- **PROBLEM DESCRIPTION**
Output range, inclusive: from the line containing "#[derive(Clone)]" to the line containing "pub fn new(reference: Arc<dyn". Restate those lines from the data below word for word and only those.

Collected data

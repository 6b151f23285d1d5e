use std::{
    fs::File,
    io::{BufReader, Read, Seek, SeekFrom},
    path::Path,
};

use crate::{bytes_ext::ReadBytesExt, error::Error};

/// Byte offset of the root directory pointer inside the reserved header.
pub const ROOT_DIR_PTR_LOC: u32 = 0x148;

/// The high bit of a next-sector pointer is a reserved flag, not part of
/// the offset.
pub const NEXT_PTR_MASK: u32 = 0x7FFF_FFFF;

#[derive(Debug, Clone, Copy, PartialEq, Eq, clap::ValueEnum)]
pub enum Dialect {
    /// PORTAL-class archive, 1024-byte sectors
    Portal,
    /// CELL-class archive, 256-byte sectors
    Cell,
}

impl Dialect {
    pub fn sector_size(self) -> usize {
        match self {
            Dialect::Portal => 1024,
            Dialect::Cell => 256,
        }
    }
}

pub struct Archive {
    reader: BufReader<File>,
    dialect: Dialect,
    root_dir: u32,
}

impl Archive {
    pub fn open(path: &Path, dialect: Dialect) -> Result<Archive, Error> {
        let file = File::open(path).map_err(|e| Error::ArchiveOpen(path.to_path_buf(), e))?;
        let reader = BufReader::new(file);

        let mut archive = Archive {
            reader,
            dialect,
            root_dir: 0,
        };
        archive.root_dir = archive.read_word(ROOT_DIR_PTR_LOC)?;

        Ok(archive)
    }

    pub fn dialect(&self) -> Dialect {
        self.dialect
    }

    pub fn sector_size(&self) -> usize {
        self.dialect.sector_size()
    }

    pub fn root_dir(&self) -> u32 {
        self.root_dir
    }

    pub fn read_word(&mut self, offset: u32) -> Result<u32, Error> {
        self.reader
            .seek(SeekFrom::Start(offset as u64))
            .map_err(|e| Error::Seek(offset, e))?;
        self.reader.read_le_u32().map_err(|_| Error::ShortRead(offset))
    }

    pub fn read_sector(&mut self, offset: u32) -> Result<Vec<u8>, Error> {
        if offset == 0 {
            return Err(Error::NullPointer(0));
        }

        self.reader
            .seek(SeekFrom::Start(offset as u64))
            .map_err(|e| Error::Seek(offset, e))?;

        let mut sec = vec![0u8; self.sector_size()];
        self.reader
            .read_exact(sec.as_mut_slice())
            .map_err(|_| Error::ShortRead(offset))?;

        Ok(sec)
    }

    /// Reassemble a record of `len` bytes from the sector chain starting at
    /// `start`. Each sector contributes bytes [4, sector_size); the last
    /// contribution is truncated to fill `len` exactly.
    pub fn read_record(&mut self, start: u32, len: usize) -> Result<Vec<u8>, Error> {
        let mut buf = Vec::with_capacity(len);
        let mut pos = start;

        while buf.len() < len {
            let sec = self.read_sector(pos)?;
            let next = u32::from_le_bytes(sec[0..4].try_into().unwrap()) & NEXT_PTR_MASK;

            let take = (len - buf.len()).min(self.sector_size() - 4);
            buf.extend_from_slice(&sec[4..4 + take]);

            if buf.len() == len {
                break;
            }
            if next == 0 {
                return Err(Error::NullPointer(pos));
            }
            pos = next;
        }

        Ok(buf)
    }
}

* * *

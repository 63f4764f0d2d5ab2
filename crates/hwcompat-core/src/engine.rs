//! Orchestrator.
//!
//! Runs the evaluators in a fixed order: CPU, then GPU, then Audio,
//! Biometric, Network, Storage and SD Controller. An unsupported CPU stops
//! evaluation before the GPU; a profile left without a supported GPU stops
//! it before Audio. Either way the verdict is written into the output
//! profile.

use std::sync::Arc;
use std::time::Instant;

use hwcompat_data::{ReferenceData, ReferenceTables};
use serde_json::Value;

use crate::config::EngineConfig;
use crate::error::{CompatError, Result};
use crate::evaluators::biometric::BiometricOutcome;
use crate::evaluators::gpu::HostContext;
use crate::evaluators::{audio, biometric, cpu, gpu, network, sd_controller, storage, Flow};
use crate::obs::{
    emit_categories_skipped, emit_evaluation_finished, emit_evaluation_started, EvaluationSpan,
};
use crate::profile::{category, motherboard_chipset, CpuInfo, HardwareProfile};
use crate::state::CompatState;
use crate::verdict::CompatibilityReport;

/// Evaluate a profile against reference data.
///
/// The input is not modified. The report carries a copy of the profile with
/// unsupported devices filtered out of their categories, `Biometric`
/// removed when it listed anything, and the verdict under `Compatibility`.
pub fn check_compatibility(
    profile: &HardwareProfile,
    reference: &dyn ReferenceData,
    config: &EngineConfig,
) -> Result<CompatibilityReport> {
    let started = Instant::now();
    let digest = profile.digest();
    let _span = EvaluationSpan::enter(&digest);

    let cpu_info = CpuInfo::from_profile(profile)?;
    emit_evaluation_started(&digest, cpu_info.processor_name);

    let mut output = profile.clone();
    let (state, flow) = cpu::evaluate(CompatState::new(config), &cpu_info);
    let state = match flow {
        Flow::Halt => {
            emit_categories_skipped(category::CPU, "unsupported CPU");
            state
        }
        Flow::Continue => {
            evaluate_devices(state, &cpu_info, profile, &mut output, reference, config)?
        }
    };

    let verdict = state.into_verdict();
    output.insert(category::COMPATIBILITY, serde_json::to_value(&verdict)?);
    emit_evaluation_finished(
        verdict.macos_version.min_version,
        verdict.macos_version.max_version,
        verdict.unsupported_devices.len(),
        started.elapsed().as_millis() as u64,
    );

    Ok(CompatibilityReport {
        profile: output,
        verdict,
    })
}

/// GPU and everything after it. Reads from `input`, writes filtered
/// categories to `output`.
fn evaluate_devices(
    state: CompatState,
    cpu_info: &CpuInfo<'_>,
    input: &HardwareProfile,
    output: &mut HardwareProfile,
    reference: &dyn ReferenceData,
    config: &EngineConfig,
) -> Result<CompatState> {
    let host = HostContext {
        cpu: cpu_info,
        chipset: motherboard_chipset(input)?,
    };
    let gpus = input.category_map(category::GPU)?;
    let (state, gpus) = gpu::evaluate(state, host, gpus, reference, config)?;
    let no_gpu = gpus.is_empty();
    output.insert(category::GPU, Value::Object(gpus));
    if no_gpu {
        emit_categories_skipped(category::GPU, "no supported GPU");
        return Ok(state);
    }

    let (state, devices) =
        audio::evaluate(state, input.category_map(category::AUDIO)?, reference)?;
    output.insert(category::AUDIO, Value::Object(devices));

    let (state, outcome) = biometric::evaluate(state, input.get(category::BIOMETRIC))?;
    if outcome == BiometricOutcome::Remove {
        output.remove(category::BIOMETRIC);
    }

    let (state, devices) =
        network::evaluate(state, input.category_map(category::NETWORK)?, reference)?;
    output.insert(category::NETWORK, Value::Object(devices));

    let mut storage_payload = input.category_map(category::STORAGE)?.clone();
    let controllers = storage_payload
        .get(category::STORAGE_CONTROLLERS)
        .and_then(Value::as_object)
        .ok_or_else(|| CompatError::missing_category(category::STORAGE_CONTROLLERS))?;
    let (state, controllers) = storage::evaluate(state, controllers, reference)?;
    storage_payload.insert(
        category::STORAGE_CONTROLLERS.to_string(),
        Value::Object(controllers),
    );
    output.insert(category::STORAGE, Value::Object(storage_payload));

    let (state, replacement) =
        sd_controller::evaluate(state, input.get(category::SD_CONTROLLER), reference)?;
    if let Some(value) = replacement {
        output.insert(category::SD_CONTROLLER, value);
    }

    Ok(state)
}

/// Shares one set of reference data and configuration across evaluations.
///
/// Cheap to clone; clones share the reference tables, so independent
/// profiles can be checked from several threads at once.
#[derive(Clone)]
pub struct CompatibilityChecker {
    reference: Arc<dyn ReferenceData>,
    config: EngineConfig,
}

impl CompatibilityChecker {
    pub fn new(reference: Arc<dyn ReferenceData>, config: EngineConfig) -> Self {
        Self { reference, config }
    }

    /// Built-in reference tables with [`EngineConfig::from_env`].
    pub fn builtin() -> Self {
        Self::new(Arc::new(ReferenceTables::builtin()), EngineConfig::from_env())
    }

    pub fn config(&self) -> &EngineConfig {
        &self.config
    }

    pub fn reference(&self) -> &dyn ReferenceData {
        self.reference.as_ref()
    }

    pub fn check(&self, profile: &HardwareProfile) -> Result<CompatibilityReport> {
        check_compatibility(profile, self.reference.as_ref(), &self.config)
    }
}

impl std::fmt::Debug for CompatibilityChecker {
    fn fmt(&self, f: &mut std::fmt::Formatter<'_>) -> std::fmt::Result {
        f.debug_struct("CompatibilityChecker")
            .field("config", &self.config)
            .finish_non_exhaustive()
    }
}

...

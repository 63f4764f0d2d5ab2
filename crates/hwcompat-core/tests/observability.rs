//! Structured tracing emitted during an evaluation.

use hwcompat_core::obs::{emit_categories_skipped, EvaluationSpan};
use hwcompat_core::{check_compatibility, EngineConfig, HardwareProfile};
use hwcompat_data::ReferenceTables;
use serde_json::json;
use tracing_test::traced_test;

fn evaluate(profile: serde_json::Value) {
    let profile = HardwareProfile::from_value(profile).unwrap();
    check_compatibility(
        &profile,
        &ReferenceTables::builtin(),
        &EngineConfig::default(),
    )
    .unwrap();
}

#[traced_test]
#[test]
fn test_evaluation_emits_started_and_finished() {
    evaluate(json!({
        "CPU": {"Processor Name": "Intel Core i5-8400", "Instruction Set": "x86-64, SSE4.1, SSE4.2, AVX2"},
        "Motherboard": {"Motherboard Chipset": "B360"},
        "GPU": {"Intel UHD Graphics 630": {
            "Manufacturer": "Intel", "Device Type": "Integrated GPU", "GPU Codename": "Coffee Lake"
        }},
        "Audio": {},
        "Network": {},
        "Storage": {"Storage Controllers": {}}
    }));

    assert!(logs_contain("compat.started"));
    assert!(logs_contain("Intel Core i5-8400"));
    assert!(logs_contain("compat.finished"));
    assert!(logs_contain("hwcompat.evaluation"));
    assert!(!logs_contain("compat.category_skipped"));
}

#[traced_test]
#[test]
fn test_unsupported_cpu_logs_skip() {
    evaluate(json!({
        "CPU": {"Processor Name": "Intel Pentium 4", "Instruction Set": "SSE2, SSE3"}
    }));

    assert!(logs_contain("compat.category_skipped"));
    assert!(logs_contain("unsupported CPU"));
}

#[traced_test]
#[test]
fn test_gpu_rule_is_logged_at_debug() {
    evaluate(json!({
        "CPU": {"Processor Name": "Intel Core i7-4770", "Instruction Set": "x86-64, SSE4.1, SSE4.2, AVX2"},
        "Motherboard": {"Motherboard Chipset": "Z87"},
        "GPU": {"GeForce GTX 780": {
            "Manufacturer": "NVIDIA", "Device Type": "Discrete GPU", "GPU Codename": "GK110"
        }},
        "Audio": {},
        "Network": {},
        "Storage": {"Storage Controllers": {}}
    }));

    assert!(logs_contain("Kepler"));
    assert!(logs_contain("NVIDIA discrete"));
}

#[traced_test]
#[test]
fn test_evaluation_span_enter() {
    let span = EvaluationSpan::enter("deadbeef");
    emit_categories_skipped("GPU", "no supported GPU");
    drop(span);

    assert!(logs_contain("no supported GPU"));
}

- **EXERCISE RESPONSE**
#[derive(Clone)]
pub struct CompatibilityChecker {
    reference: Arc<dyn ReferenceData>,
    config: EngineConfig,
}

impl CompatibilityChecker {
    pub fn new(reference: Arc<dyn ReferenceData>, config: EngineConfig) -> Self {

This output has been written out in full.